[ABOUT THIS TASK] State how many lines in the records below include the word "JoinHandle". Give nothing but that number.

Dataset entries
• • • •

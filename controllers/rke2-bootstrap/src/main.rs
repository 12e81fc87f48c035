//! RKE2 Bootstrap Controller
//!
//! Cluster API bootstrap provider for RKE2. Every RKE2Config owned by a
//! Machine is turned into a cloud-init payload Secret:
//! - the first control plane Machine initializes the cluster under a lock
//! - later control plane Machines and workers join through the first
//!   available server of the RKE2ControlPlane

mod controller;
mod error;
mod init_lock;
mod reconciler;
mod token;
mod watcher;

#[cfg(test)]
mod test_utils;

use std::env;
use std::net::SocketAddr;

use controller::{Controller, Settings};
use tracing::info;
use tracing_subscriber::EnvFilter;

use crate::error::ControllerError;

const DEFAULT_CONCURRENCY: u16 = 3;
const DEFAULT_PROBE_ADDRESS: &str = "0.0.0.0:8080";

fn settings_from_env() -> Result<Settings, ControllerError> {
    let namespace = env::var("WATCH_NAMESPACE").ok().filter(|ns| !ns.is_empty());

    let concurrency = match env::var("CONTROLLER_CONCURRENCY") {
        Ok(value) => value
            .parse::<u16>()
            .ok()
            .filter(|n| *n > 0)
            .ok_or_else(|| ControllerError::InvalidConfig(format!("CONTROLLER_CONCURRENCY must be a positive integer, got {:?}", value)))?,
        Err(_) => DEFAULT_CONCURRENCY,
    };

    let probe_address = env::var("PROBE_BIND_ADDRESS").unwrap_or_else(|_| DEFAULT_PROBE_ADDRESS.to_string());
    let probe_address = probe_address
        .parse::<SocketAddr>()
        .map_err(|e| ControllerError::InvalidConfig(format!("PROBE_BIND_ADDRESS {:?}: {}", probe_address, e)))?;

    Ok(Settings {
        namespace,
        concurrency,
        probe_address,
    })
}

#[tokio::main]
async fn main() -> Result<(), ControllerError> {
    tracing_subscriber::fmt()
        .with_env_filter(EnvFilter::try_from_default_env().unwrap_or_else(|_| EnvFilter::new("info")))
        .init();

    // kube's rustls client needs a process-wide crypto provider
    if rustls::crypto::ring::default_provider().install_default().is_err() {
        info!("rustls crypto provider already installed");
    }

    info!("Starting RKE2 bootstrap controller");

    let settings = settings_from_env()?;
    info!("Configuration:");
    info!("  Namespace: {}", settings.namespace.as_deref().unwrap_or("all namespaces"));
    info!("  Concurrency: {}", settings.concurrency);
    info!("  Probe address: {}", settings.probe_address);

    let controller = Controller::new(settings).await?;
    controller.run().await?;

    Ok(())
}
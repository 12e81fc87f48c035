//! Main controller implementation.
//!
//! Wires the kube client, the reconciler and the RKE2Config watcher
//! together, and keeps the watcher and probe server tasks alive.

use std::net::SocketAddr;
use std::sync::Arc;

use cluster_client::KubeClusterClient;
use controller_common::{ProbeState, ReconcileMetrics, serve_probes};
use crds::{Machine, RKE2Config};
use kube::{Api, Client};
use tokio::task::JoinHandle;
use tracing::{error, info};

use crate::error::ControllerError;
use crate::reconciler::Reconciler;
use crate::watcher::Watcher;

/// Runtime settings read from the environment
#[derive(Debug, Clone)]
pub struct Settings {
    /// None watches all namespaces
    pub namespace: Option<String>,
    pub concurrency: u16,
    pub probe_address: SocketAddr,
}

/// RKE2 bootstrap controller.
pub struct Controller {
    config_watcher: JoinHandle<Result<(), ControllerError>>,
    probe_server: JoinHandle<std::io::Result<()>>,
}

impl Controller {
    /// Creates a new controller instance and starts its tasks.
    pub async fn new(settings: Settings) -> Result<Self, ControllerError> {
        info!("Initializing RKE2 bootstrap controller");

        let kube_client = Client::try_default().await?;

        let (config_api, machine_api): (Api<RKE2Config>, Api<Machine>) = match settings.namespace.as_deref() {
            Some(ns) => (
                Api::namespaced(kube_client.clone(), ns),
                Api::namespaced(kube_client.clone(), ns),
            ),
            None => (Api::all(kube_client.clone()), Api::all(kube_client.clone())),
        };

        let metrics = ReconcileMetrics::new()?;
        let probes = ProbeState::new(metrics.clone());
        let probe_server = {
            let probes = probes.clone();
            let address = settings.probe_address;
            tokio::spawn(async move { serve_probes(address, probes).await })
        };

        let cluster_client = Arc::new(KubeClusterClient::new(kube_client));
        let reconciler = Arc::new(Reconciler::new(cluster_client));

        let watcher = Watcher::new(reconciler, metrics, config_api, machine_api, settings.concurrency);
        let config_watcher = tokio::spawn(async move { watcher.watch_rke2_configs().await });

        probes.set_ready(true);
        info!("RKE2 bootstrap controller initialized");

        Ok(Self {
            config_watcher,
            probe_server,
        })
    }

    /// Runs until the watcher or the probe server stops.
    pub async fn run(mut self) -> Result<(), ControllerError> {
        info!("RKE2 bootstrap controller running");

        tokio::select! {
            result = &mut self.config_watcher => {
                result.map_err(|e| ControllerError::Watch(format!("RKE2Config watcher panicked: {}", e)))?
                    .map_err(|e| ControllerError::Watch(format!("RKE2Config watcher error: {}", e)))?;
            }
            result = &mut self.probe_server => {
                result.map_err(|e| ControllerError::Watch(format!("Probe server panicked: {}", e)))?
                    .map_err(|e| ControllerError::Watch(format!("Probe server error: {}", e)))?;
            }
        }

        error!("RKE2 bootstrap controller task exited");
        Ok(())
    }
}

• • • •

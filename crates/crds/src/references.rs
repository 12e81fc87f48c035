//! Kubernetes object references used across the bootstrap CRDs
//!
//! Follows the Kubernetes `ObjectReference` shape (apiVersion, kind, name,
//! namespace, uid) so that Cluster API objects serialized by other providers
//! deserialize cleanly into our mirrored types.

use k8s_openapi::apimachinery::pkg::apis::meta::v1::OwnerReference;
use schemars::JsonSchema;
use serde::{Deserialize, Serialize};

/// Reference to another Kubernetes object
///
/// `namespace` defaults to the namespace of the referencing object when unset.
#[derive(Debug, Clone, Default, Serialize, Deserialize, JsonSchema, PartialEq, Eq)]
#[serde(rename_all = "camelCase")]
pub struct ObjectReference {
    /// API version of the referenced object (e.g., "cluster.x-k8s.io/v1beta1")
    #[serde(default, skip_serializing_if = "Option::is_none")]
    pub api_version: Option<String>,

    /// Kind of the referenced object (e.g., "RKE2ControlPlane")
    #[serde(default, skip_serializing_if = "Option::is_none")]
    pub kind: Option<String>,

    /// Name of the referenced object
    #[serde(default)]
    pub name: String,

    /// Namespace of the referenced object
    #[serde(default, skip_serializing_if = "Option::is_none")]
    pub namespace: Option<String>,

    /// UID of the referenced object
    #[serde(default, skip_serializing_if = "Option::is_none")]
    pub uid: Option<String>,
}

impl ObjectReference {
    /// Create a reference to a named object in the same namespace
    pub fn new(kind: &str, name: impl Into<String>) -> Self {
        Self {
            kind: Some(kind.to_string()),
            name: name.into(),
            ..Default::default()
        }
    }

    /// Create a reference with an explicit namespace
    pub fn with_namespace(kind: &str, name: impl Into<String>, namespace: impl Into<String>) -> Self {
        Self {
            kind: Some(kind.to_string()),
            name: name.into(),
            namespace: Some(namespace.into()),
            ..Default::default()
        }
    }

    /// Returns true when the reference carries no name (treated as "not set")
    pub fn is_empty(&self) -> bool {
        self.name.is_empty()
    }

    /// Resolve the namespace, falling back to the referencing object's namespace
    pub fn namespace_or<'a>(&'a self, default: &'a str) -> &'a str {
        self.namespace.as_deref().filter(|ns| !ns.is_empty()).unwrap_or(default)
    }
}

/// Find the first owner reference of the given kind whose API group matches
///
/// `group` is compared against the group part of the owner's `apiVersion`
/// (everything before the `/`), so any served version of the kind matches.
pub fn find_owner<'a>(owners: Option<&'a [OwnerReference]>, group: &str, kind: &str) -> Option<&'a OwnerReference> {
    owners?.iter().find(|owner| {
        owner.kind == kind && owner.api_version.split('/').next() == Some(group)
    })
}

• • • •

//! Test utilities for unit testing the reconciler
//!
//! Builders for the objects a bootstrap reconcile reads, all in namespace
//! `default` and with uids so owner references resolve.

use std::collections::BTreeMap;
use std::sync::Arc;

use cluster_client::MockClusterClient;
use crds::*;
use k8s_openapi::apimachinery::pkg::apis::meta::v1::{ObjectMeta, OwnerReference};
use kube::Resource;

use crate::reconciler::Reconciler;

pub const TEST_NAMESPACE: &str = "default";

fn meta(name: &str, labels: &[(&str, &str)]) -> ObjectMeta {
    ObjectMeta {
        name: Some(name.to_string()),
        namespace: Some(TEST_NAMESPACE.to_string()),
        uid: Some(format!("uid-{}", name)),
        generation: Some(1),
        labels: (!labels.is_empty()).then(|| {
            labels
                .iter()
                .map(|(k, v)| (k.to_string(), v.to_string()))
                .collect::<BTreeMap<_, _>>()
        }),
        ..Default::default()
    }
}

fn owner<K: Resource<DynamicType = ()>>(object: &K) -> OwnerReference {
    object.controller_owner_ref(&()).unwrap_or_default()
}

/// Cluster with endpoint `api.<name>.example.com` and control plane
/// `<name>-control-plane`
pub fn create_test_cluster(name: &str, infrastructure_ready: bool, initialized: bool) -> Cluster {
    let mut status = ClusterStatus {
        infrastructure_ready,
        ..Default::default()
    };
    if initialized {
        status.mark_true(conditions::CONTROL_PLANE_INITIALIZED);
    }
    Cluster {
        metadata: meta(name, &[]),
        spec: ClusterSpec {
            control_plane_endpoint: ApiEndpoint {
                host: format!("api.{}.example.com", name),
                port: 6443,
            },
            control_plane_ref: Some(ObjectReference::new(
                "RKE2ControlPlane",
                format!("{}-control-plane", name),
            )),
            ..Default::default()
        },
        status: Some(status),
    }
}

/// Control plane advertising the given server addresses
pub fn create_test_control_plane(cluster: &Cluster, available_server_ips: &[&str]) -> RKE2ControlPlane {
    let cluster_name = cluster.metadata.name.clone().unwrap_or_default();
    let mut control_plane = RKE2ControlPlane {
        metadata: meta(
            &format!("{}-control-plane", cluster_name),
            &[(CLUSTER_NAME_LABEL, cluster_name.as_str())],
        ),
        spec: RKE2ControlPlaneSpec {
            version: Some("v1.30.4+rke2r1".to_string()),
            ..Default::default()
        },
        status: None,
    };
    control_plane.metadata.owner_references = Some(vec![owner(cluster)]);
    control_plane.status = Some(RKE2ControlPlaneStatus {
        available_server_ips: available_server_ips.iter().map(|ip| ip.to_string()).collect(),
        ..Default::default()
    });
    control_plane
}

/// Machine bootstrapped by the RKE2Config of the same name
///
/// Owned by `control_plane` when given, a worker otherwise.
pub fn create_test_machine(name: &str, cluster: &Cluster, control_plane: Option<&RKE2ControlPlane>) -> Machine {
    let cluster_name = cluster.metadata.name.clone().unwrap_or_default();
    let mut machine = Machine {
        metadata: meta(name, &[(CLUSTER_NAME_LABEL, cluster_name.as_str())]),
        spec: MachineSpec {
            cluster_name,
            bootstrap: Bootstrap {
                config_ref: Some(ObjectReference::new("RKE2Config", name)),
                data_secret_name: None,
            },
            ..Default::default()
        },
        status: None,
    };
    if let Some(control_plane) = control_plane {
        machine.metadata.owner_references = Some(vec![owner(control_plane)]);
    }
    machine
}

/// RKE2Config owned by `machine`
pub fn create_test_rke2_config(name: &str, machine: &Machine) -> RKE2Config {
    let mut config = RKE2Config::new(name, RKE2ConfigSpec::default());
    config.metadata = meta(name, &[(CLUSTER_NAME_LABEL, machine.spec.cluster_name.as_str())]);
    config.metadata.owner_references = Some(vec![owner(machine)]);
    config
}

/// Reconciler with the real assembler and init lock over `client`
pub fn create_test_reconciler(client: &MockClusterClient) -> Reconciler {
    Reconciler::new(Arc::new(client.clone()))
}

• • • •

[OUTPUT OF THE TASK] 3